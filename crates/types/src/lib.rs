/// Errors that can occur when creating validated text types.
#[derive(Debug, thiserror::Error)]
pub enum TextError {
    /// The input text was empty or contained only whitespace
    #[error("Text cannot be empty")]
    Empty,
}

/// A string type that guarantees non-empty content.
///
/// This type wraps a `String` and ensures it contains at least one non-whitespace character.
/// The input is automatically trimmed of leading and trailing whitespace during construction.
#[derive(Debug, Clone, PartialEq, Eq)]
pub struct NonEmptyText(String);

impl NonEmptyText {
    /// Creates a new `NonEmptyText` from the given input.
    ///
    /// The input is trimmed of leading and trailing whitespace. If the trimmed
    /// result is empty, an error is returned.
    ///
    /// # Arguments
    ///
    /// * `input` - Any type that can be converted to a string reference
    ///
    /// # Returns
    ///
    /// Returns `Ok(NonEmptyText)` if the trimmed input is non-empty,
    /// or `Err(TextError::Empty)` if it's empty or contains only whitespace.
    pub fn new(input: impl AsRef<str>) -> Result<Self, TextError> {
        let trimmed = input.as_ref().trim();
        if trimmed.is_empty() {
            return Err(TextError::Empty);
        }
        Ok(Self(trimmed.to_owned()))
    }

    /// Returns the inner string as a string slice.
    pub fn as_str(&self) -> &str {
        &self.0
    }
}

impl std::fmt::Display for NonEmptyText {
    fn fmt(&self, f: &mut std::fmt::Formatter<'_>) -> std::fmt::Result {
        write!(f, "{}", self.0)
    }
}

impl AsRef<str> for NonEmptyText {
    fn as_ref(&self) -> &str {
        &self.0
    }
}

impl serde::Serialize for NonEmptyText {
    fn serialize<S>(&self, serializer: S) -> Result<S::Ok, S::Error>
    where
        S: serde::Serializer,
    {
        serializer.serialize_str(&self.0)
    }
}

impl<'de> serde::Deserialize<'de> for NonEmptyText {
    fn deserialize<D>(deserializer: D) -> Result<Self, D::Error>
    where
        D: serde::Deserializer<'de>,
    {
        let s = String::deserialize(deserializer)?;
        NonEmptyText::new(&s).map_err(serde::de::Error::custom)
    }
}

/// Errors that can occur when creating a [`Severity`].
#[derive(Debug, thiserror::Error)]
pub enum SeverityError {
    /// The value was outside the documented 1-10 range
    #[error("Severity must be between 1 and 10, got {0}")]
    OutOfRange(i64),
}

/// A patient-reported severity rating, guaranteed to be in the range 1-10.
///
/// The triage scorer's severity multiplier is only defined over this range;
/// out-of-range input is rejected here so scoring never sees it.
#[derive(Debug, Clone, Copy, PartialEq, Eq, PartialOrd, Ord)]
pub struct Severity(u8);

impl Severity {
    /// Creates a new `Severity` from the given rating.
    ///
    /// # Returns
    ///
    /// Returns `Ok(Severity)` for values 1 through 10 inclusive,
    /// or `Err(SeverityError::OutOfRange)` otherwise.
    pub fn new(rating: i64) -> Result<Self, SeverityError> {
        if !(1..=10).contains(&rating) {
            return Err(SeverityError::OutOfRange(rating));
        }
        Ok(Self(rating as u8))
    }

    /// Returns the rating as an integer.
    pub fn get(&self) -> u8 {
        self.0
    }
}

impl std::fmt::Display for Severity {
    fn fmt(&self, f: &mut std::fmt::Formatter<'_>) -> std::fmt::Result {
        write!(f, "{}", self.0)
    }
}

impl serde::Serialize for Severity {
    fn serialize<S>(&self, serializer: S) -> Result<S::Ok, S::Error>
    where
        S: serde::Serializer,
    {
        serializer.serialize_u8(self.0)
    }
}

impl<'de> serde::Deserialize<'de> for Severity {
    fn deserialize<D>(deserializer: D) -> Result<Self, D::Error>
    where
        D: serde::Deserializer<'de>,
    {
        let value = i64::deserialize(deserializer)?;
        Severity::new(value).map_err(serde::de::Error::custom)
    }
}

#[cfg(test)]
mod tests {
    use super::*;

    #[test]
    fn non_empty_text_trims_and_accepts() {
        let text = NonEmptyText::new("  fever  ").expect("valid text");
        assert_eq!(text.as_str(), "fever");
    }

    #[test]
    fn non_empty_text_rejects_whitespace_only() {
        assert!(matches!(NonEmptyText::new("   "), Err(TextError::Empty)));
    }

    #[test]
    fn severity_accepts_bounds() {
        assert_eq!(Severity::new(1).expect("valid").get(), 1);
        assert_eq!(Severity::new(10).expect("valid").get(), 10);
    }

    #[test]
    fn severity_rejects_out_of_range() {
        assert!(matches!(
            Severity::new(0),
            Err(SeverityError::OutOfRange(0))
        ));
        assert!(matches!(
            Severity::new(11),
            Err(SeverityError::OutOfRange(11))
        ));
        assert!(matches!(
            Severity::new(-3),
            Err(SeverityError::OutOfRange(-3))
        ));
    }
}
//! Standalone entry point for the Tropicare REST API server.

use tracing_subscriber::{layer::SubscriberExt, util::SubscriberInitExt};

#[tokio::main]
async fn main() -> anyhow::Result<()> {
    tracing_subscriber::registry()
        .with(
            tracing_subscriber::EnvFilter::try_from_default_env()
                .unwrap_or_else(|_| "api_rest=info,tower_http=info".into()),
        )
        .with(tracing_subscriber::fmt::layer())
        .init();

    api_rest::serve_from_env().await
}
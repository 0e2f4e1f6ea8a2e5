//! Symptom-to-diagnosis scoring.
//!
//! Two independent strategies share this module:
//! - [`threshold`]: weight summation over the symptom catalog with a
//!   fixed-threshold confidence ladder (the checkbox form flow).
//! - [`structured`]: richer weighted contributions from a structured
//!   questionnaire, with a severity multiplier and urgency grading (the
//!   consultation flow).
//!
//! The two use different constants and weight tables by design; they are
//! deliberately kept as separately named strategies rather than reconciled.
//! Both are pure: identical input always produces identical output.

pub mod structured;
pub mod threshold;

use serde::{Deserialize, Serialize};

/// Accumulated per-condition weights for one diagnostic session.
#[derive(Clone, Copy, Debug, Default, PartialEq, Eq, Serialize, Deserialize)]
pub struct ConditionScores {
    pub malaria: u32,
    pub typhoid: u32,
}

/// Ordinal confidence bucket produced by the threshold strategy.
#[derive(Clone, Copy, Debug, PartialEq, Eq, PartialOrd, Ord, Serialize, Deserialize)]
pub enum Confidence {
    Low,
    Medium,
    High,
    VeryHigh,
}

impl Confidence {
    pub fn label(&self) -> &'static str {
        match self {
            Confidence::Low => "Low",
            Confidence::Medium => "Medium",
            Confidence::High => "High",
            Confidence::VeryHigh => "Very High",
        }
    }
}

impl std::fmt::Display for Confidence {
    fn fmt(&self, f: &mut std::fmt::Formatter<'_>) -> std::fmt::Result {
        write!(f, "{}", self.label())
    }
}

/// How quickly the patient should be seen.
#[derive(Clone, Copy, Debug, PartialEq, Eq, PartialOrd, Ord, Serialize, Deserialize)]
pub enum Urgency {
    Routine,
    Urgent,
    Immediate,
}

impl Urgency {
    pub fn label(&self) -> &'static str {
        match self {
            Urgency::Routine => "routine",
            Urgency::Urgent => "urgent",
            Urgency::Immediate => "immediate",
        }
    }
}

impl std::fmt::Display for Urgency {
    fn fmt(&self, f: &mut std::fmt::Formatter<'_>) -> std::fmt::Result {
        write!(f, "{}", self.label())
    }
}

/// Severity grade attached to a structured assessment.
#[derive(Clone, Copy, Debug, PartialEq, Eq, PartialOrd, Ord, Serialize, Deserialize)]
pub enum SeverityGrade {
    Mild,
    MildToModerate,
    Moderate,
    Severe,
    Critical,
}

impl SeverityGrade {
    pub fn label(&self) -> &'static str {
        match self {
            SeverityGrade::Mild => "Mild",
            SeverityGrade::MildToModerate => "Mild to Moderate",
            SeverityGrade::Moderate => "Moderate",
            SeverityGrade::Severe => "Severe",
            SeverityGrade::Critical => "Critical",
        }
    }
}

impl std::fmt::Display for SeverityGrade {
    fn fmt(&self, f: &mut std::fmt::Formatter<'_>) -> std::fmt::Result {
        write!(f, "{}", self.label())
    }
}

::::::::::

**TASK BRIEF:**
Take every line from the data above that holds "flow" and copy it out.

**ANSWER FOR THE TASK:**
//!   fixed-threshold confidence ladder (the checkbox form flow).
//!   consultation flow).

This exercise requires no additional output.